**Aim of the task**
Copy exactly the lines from the first line of the records below through the line containing "it did not.", including both, and nothing else.

_ _ _

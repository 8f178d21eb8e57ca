//! Commit strategies: how a verified write set reaches storage.
//!
//! Contract:
//! - `commit` resolves once the storage engine has applied every statement as
//!   one group, or reports why it did not.
//! - Group atomicity only; isolation from concurrent readers is whatever the
//!   storage engine provides.
//! - `rollback` is strategy-specific.

mod batch;


use crate::{
    error::Error,
    session::{BatchType, BoundStatement, Session},
};
use async_trait::async_trait;
use helenusdb_config::UnitOfWorkMode;
use std::sync::Arc;

pub use batch::BatchCommitStrategy;

///
/// CommitStrategy
///

#[async_trait]
pub trait CommitStrategy: Send + Sync {
    /// Submit `statements` as one atomic group.
    async fn commit(&self, statements: Vec<BoundStatement>) -> Result<(), Error>;

    fn rollback(&self) -> Result<(), Error>;
}

///
/// UnitOfWorkType
///
/// Selects the commit strategy a unit of work submits through.
///

#[derive(Clone, Copy, Debug, Default, Eq, PartialEq)]
pub enum UnitOfWorkType {
    #[default]
    Logged,
    Unlogged,
}

impl UnitOfWorkType {
    #[must_use]
    pub const fn batch_type(self) -> BatchType {
        match self {
            Self::Logged => BatchType::Logged,
            Self::Unlogged => BatchType::Unlogged,
        }
    }

    #[must_use]
    pub fn as_commit_strategy(self, session: Arc<dyn Session>) -> Box<dyn CommitStrategy> {
        Box::new(BatchCommitStrategy::new(session, self.batch_type()))
    }
}

impl From<UnitOfWorkMode> for UnitOfWorkType {
    fn from(mode: UnitOfWorkMode) -> Self {
        match mode {
            UnitOfWorkMode::Logged => Self::Logged,
            UnitOfWorkMode::Unlogged => Self::Unlogged,
        }
    }
}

_ _ _

**Exercise answer**
repository 8f178d21eb8e57ca
//! Commit strategies: how a verified write set reaches storage.
//!
//! Contract:
//! - `commit` resolves once the storage engine has applied every statement as
//!   one group, or reports why it did not.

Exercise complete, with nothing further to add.